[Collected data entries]

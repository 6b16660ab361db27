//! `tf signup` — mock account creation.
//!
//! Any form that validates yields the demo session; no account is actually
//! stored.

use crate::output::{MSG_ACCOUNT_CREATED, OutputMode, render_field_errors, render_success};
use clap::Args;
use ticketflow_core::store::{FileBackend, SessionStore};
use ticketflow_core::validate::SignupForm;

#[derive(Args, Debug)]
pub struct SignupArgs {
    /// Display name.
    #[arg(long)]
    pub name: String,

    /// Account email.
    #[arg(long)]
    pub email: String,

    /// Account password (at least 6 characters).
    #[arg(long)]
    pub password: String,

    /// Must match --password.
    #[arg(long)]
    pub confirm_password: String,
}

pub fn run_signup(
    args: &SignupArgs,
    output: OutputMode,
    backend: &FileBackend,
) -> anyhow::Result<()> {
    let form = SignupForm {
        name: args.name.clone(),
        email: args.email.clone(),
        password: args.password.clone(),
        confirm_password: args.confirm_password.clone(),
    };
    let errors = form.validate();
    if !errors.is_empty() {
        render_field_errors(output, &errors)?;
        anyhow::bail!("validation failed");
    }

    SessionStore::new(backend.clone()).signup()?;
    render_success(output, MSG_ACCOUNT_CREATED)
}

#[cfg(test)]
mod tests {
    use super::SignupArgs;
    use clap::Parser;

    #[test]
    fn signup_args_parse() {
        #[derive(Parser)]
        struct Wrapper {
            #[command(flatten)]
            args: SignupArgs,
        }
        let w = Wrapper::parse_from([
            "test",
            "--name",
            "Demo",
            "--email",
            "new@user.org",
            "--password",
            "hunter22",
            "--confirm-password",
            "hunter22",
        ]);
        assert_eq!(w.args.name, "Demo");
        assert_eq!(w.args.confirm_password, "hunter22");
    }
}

* * *

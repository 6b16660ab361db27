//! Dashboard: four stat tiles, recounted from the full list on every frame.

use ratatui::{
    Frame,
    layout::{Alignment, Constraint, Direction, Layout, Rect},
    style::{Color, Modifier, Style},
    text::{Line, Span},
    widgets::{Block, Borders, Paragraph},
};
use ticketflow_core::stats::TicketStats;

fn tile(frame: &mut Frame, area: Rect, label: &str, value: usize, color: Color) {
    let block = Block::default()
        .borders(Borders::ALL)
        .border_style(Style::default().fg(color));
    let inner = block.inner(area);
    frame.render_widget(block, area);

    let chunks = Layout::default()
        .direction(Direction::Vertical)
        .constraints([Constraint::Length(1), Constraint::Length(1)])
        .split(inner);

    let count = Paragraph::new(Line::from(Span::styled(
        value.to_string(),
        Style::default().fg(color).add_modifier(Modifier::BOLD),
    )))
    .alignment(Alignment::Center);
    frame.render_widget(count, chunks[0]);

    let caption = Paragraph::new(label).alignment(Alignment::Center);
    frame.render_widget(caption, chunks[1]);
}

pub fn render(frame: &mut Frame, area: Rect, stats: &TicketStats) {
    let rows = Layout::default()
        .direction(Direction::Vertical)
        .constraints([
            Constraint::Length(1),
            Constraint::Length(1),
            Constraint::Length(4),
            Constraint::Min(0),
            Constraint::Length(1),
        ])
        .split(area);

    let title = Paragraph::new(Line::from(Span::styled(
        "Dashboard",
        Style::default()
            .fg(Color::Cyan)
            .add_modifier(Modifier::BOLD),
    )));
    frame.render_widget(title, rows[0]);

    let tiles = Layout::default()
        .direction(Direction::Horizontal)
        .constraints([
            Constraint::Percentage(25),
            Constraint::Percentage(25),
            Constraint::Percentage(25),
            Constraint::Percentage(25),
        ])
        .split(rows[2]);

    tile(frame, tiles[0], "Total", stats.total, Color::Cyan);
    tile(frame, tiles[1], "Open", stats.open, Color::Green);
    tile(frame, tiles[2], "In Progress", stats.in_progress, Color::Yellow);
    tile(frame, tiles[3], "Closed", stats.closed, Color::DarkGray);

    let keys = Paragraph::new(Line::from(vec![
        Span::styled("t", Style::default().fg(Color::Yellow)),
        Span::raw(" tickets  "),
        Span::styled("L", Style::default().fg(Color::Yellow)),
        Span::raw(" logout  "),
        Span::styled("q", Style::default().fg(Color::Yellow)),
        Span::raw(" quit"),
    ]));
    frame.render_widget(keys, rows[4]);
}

### Problem
Starting from the records above, copy each line where the string "SignupArgs" is found.

### Result of this exercise
pub struct SignupArgs {
    args: &SignupArgs,
    use super::SignupArgs;
            args: SignupArgs,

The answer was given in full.